Dondero, il retroscena del reportage su Capa – di Angelo Mastrandrea

 

Dondero Capa

Avrebbe affrontato la sfida più ardua della sua vita appena una settimana dopo, Mario Dondero. Eppure non si era tirato indietro. Appena sceso dalla corriera che da Fermo lo aveva portato a Salerno, con l’immancabile borsone a tracolla, l’inseparabile macchina fotografica e un librone su Robert Capa, aveva esclamato: “Questo reportage sarà il mio canto del cigno”. Il richiamo del grande fotografo americano era più forte di una difficile operazione che lo attendeva di lì a poco. Erano i giorni del settantesimo anniversario dello sbarco degli Alleati e si trattava di ritrovare una bambina immortalata, forse da Capa o da un altro fotografo al seguito delle truppe americane, in uno scatto del 1943.

La ricerca si trasformerà in un’impresa picaresca che avrà il suo culmine davanti alla porta di un’abitazione di Licinella, frazione di Paestum, dove un’anziana contadina, una volta convinta da Dondero che non si trovava di fronte un esattore delle tasse, si scioglierà in un sorriso esclamando: “Sì, la bimba della foto sono io”. A riprova, tirerà fuori una copia dello scatto, insieme a un’immagine che la ritraeva, ormai donna matura, insieme ad altre persone: i parenti del militare che l’aveva tenuta tra le braccia, venuti pure loro a cercare la bambina di un tempo. Potenza delle immagini e della loro capacità di fermare il tempo. Peccato che il fotografo con ogni probabilità non fosse Robert Capa.

Nella foto c’era un militare che somigliava in maniera impressionante al fondatore dell’agenzia Magnum. Folgorante cambiamento di prospettiva: che Capa fosse il fotografato e non il fotografo? O era solo una suggestione? Il reportage “Dondero fotografa Capa” traballava sempre più, ma il protagonista non pareva dolersene. Per lui era fondamentale il momento che stava vivendo e che andava raccontato (come accadrà poi su Il Reportage) per quello che era: la storia di un’allucinazione donchisciottesca.

Quella disordinata incursione in terra di meridione non sarà il “canto del cigno” del fotografo del nouveau roman e del ’68 francese, di Pasolini e in buona sostanza del ‘900 europeo, del camallo onorario, comunista e partigiano. Non passerà un mese dall’operazione che Vanity Fair dedicherà la copertina a “Toni Servillo fotografato da Mario Dondero”. Aveva abituato tutti a recuperi fisici che avevano del prodigioso.
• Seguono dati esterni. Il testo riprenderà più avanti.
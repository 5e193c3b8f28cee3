//! Offline Ring Buffer for Store-and-Forward Publishing
//!
//! ## Overview
//!
//! While the broker is unreachable the node keeps complete snapshots in a
//! fixed array and replays them, oldest first, once the link returns. Memory is
//! bounded at compile time by `MAX`; the *effective* capacity is a runtime
//! setting from `Config` that never exceeds it.
//!
//! ## Overwrite Policy
//!
//! When the buffer is full the next push discards the oldest unread snapshot.
//! Recent data is worth more than old data for an environmental node, and a
//! buffer that refused new readings would silently freeze the picture at the
//! moment the link dropped.
//!
//! ```text
//! capacity = 5, after pushing r1..r7:
//! ┌─────┬─────┬─────┬─────┬─────┐
//! │ r6  │ r7  │ r3  │ r4  │ r5  │    count = 5 (saturated)
//! └─────┴─────┴─────┴─────┴─────┘
//!              ↑
//!        read_index = write_index = 2
//! ```
//!
//! ## Draining
//!
//! Entries only leave through [`OfflineRingBuffer::drain_batch`], which hands
//! consecutive runs of up to `batch_size` snapshots to a [`BatchSink`] until
//! the buffer is empty. There is no random access.
//!
//! ```rust
//! use envnode_core::buffer::OfflineRingBuffer;
//! use envnode_core::reading::Reading;
//! use envnode_core::sink::BatchSink;
//! use envnode_core::errors::PublishResult;
//!
//! struct Collect(Vec<Vec<u64>>);
//!
//! impl BatchSink for Collect {
//!     fn publish_batch(&mut self, batch: &[Reading]) -> PublishResult {
//!         self.0.push(batch.iter().map(|r| r.timestamp).collect());
//!         Ok(())
//!     }
//! }
//!
//! let mut buffer: OfflineRingBuffer<50> = OfflineRingBuffer::with_capacity(5);
//! for t in 1..=10 {
//!     buffer.push(Reading::new(t));
//! }
//!
//! let mut sink = Collect(Vec::new());
//! buffer.drain_batch(2, &mut sink);
//! assert_eq!(sink.0, vec![vec![6, 7], vec![8, 9], vec![10]]);
//! ```

use crate::reading::Reading;
use crate::sink::BatchSink;

/// What a push did to the buffer
#[derive(Debug, Clone, Copy, PartialEq, Eq)]
pub enum PushOutcome {
    /// Stored in a free slot
    Stored,
    /// Buffer was full; the oldest unread snapshot was discarded
    OverwroteOldest,
}

/// Lifetime counters
///
/// Saturating, so a node that runs for years reports a ceiling instead of
/// wrapping to a misleading small number.
#[derive(Debug, Clone, Copy, Default, PartialEq, Eq)]
pub struct BufferStats {
    /// Snapshots pushed
    pub pushed: u32,
    /// Snapshots discarded unread (overwrite or capacity shrink)
    pub overwritten: u32,
    /// Snapshots handed to a sink by a drain
    pub drained: u32,
}

/// Result of one full drain
#[derive(Debug, Clone, Copy, Default, PartialEq, Eq)]
pub struct DrainReport {
    /// Sink invocations made
    pub batches: usize,
    /// Snapshots handed to the sink
    pub readings: usize,
    /// Sink invocations that returned an error
    pub failed_batches: usize,
}

/// Fixed-capacity FIFO of snapshots with overwrite-oldest
///
/// ## Type Parameter
///
/// - `MAX`: physical slot count. Must be at least 1.
///
/// ## Internal Invariants
///
/// - `1 <= capacity <= MAX`
/// - `0 <= count <= capacity`
/// - `read_index < capacity`, `write_index < capacity`
/// - exactly `count` slots are `Some`, starting at `read_index` and wrapping
///   modulo `capacity`
#[derive(Debug, Clone)]
pub struct OfflineRingBuffer<const MAX: usize> {
    /// `None` marks an invalid (free or consumed) slot
    slots: [Option<Reading>; MAX],

    /// Effective capacity from configuration
    capacity: usize,

    /// Slot the next push writes to
    write_index: usize,

    /// Oldest unread snapshot
    read_index: usize,

    /// Unread snapshots
    count: usize,

    stats: BufferStats,
}

impl<const MAX: usize> OfflineRingBuffer<MAX> {
    /// Creates an empty buffer using every physical slot
    pub const fn new() -> Self {
        Self::with_capacity(MAX)
    }

    /// Creates an empty buffer with an effective capacity
    ///
    /// `capacity` is clamped into `[1, MAX]`.
    pub const fn with_capacity(capacity: usize) -> Self {
        let capacity = if capacity == 0 {
            1
        } else if capacity > MAX {
            MAX
        } else {
            capacity
        };

        Self {
            slots: [None; MAX],
            capacity,
            write_index: 0,
            read_index: 0,
            count: 0,
            stats: BufferStats {
                pushed: 0,
                overwritten: 0,
                drained: 0,
            },
        }
    }

    /// Appends a snapshot, discarding the oldest unread one when full
    pub fn push(&mut self, reading: Reading) -> PushOutcome {
        let outcome = if self.count < self.capacity {
            self.count += 1;
            PushOutcome::Stored
        } else {
            // Full: write_index == read_index, so step the reader past the
            // slot we are about to overwrite.
            self.read_index = (self.read_index + 1) % self.capacity;
            self.stats.overwritten = self.stats.overwritten.saturating_add(1);
            PushOutcome::OverwroteOldest
        };

        self.slots[self.write_index] = Some(reading);
        self.write_index = (self.write_index + 1) % self.capacity;
        self.stats.pushed = self.stats.pushed.saturating_add(1);

        log_debug!("offline buffer push, count {}", self.count);
        outcome
    }

    /// Hands every unread snapshot to `sink`, `batch_size` at a time
    ///
    /// Oldest first. Each consumed slot is invalidated and the read index
    /// advanced whether or not the sink accepted the batch: a failed batch is
    /// counted in the report and logged, never retried. `batch_size` is
    /// clamped into `[1, MAX]`.
    pub fn drain_batch<S>(&mut self, batch_size: usize, sink: &mut S) -> DrainReport
    where
        S: BatchSink + ?Sized,
    {
        let batch_size = batch_size.max(1).min(MAX);
        let mut report = DrainReport::default();

        if self.count > 0 {
            log_info!("draining {} buffered readings", self.count);
        }

        while self.count > 0 {
            let mut batch: heapless::Vec<Reading, MAX> = heapless::Vec::new();
            let mut taken = 0;

            while taken < batch_size && self.count > 0 {
                if let Some(reading) = self.slots[self.read_index].take() {
                    // Cannot overflow: taken <= batch_size <= MAX
                    let _ = batch.push(reading);
                }
                self.read_index = (self.read_index + 1) % self.capacity;
                self.count -= 1;
                taken += 1;
            }

            if batch.is_empty() {
                continue;
            }

            report.batches += 1;
            report.readings += batch.len();

            if let Err(_err) = sink.publish_batch(&batch) {
                report.failed_batches += 1;
                log_warn!("buffered batch of {} readings not published", batch.len());
            }
        }

        self.stats.drained = self
            .stats
            .drained
            .saturating_add(report.readings as u32);

        if report.readings > 0 {
            log_info!(
                "sent {} buffered readings in {} batches",
                report.readings,
                report.batches
            );
        }

        report
    }

    /// Invalidates every slot and zeroes the indices
    pub fn reset(&mut self) {
        self.slots = [None; MAX];
        self.write_index = 0;
        self.read_index = 0;
        self.count = 0;
        log_info!("offline buffer cleared");
    }

    /// Applies a new effective capacity
    ///
    /// Clamped into `[1, MAX]`. When it differs from the current one the unread
    /// snapshots are laid out again oldest-first from slot 0, keeping only the
    /// newest `min(len, capacity)`.
    pub fn set_capacity(&mut self, capacity: usize) {
        let capacity = capacity.max(1).min(MAX);
        if capacity == self.capacity {
            return;
        }

        let keep = self.count.min(capacity);
        let skip = self.count - keep;

        let mut relaid: [Option<Reading>; MAX] = [None; MAX];
        for (i, slot) in relaid.iter_mut().take(keep).enumerate() {
            *slot = self.slots[(self.read_index + skip + i) % self.capacity];
        }

        self.slots = relaid;
        self.capacity = capacity;
        self.read_index = 0;
        self.count = keep;
        self.write_index = keep % capacity;
        self.stats.overwritten = self.stats.overwritten.saturating_add(skip as u32);

        log_info!("offline buffer capacity now {}, kept {}", capacity, keep);
    }

    /// Unread snapshots
    pub fn len(&self) -> usize {
        self.count
    }

    /// Nothing waiting to drain
    pub fn is_empty(&self) -> bool {
        self.count == 0
    }

    /// Next push overwrites the oldest snapshot
    pub fn is_full(&self) -> bool {
        self.count == self.capacity
    }

    /// Effective capacity
    pub fn capacity(&self) -> usize {
        self.capacity
    }

    /// Slot the next push writes
    pub fn write_index(&self) -> usize {
        self.write_index
    }

    /// Slot holding the oldest snapshot
    pub fn read_index(&self) -> usize {
        self.read_index
    }

    /// Lifetime counters
    pub fn stats(&self) -> BufferStats {
        self.stats
    }
}

impl<const MAX: usize> Default for OfflineRingBuffer<MAX> {
    fn default() -> Self {
        Self::new()
    }
}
Seguiranno il Festivaletterature di Mantova e l’inaugurazione della mostra alle Terme di Diocleziano a Roma, un’ultima incursione al manifesto e una telefonata a sorpresa, poco meno di un mese fa: “Sto bene, non preoccuparti”. C’era un progetto in sospeso: tornare nelle sue terre d’origine sulle tracce di una concittadina di un secolo e passa fa. Quando era venuto a conoscenza della storia di Ellade Blandina, la suora che confessò Billy the Kid, era partito in quarta rievocando i suoi trascorsi partigiani, che in questo caso non c’entravano molto. “Ci facciamo un libro?”, aveva chiesto. Tra la val d’Ossola e il vecchio West, si annunciava un’altra avventura dagli esiti imprevedibili.